Under the current regulatory environment shaped by the Health Professions and Occupations Act (HPOA) and the bylaws of the College of Complementary Health Professionals of BC (CCHPBC), ATCMA is addressing multiple interconnected concerns, including:
- Requirements for charting exclusively in English
- English proficiency requirements for entry to practice
- Increased liability insurance requirements
- Increased licensing and registration fees
- Vague regulatory language that lacks clarity and predictability
- Reduced transparency and a concentration of decision-making power among a small group
- Loss of federal grants for private school students across Canada
- Paused federal regulatory fee changes for Chinese herbs and other natural health products
None of these issues exist in isolation. Each affects access to practice, practitioner sustainability, public safety, and equity within the profession. From a TCM perspective, these are signs of systemic imbalance, not isolated problems to be addressed one at a time.

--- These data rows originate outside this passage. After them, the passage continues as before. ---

// SPDX-License-Identifier: MPL-2.0
//! Registration form.

use crate::ui::theme::{self, palette, spacing, typography};
use iced::alignment::Horizontal;
use iced::widget::{button, text_input, Column, Container, Text};
use iced::{Element, Length};

#[derive(Debug, Clone, Default)]
pub struct State {
    pub email: String,
    pub password: String,
    pub error: Option<String>,
    pub pending: bool,
}

#[derive(Debug, Clone)]
pub enum Message {
    EmailChanged(String),
    PasswordChanged(String),
    Submit,
    GoToLogin,
}

impl State {
    pub fn update(&mut self, message: &Message) {
        match message {
            Message::EmailChanged(email) => self.email = email.clone(),
            Message::PasswordChanged(password) => self.password = password.clone(),
            Message::Submit | Message::GoToLogin => {}
        }
    }

    pub fn view(&self) -> Element<'_, Message> {
        let submit_label = if self.pending {
            "Registering..."
        } else {
            "Register"
        };
        let mut submit = button(Text::new(submit_label))
            .padding([spacing::XS, spacing::LG])
            .style(theme::primary_button);
        if !self.pending {
            submit = submit.on_press(Message::Submit);
        }

        let mut form = Column::new()
            .spacing(spacing::SM)
            .max_width(360.0)
            .push(Text::new("Register").size(typography::TITLE_MD))
            .push(
                text_input("Email", &self.email)
                    .on_input(Message::EmailChanged)
                    .padding(spacing::XS),
            )
            .push(
                text_input("Password", &self.password)
                    .on_input(Message::PasswordChanged)
                    .on_submit(Message::Submit)
                    .secure(true)
                    .padding(spacing::XS),
            );

        if let Some(error) = &self.error {
            form = form.push(
                Text::new(error.as_str())
                    .size(typography::CAPTION)
                    .color(palette::DANGER),
            );
        }

        form = form.push(submit).push(
            button(Text::new("Already have an account? Login").size(typography::CAPTION))
                .style(theme::text_button)
                .on_press(Message::GoToLogin),
        );

        Container::new(form)
            .width(Length::Fill)
            .height(Length::Fill)
            .align_x(Horizontal::Center)
            .align_y(iced::alignment::Vertical::Center)
            .into()
    }
}

#[cfg(test)]
mod tests {
    use super::*;

    #[test]
    fn typing_updates_the_fields() {
        let mut state = State::default();
        state.update(&Message::EmailChanged("ada@example.com".into()));
        state.update(&Message::PasswordChanged("hunter2".into()));
        assert_eq!(state.email, "ada@example.com");
        assert_eq!(state.password, "hunter2");
    }
}
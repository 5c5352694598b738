// SPDX-License-Identifier: MPL-2.0
//! Photo library tab: upload entry point, batch progress, and the photo
//! grid.

use crate::api::photos::Photo;
use crate::image_cache::ImageCache;
use crate::ui::theme::{self, palette, spacing, typography};
use iced::alignment::{Horizontal, Vertical};
use iced::widget::{
    button, mouse_area, progress_bar, scrollable, Column, Container, Row, Text,
};
use iced::{ContentFit, Element, Length};

/// Columns in the photo grid.
const GRID_COLUMNS: usize = 4;
/// Grid cell size in logical pixels.
const CELL_WIDTH: f32 = 220.0;
const CELL_HEIGHT: f32 = 160.0;

#[derive(Debug, Clone, Copy)]
pub enum Message {
    /// Open the file picker for a batch upload.
    UploadPressed,
    /// A grid thumbnail was clicked; opens the preview on that index.
    PhotoClicked(usize),
    /// Fetch the next listing page.
    LoadMorePressed,
}

pub struct ViewContext<'a> {
    pub photos: &'a [Photo],
    pub images: &'a ImageCache,
    /// Blended batch percent while an upload is running.
    pub upload_progress: Option<u8>,
    pub loading: bool,
    pub error: Option<&'a str>,
    /// Whether the last page was full, so more photos may exist.
    pub can_load_more: bool,
}

pub fn view<'a>(ctx: ViewContext<'a>) -> Element<'a, Message> {
    if ctx.loading && ctx.photos.is_empty() {
        return status_line("Loading photos...");
    }
    if let Some(error) = ctx.error {
        return status_line(error);
    }

    let upload = button(Text::new("Upload photos"))
        .padding([spacing::XS, spacing::LG])
        .style(theme::primary_button)
        .on_press(Message::UploadPressed);

    let mut header = Row::new()
        .spacing(spacing::MD)
        .align_y(Vertical::Center)
        .push(upload);

    if let Some(percent) = ctx.upload_progress {
        header = header
            .push(
                progress_bar(0.0..=100.0, f32::from(percent))
                    .length(240.0)
                    .girth(10.0),
            )
            .push(Text::new(format!("{}%", percent)).size(typography::CAPTION));
    }

    let mut content = Column::new()
        .spacing(spacing::MD)
        .padding(spacing::MD)
        .push(header);

    if ctx.photos.is_empty() {
        content = content.push(
            Text::new("No photos yet. Upload some!").size(typography::BODY),
        );
    } else {
        content = content.push(grid(ctx.photos, ctx.images));
        if ctx.can_load_more {
            let label = if ctx.loading { "Loading..." } else { "Load more" };
            let mut more = button(Text::new(label)).style(theme::text_button);
            if !ctx.loading {
                more = more.on_press(Message::LoadMorePressed);
            }
            content = content.push(Container::new(more).width(Length::Fill).align_x(Horizontal::Center));
        }
    }

    scrollable(content).width(Length::Fill).height(Length::Fill).into()
}

fn grid<'a>(photos: &'a [Photo], images: &'a ImageCache) -> Element<'a, Message> {
    let mut rows = Column::new().spacing(spacing::XS);
    for (row_index, chunk) in photos.chunks(GRID_COLUMNS).enumerate() {
        let mut row = Row::new().spacing(spacing::XS);
        for (column_index, photo) in chunk.iter().enumerate() {
            let index = row_index * GRID_COLUMNS + column_index;
            row = row.push(cell(photo, images, index));
        }
        rows = rows.push(row);
    }
    rows.into()
}

fn cell<'a>(photo: &'a Photo, images: &'a ImageCache, index: usize) -> Element<'a, Message> {
    let alt = photo.display_file_name.as_deref().unwrap_or("");
    let content: Element<'a, Message> = match photo.grid_url().and_then(|url| images.peek(url)) {
        Some(handle) => iced::widget::image(handle)
            .content_fit(ContentFit::Cover)
            .width(Length::Fill)
            .height(Length::Fill)
            .into(),
        None => Container::new(Text::new(alt).size(typography::CAPTION).color(palette::GRAY_200))
            .width(Length::Fill)
            .height(Length::Fill)
            .align_x(Horizontal::Center)
            .align_y(Vertical::Center)
            .style(theme::placeholder)
            .into(),
    };

    let framed = Container::new(content)
        .width(Length::Fixed(CELL_WIDTH))
        .height(Length::Fixed(CELL_HEIGHT));

    mouse_area(framed)
        .on_press(Message::PhotoClicked(index))
        .into()
}

fn status_line<'a>(text: &str) -> Element<'a, Message> {
    Container::new(Text::new(text.to_string()).size(typography::BODY))
        .width(Length::Fill)
        .height(Length::Fill)
        .align_x(Horizontal::Center)
        .align_y(Vertical::Center)
        .into()
}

Respecting Time While Staying the Course
We understand the desire for rapid change. Patients want quick relief, and practitioners want timely resolution to urgent professional concerns. Yet TCM teaches us that meaningful, lasting transformation takes time, consistency, and careful cultivation.
Advocacy, like healing, is often incremental. Progress may not always be immediately visible, but each submission, consultation, and policy discussion plants a seed. Rushing the process risks creating new imbalances; abandoning it risks stagnation.
ATCMA remains committed to principled, informed, and persistent advocacy that reflects both the urgency of current challenges and the long-term health of the profession.
Advocacy Grounded in TCM Wisdom
By applying the core principles of TCM of addressing root causes, recognizing interconnected systems, adapting to constraints, and honouring time, ATCMA continues to advocate not just for what we have lost, but for what our profession can and should become.
This is how we protect public safety.
This is how we protect practitioner integrity.
This is how we ensure a strong, sustainable future for Traditional Chinese Medicine in British Columbia.
And this is why your membership with ATCMA matters. Effective advocacy requires both a strong, united voice and the resources to sustain long-term, strategic action. Without sufficient membership support, our ability to hold ground, influence policy, and advance the profession is significantly weakened.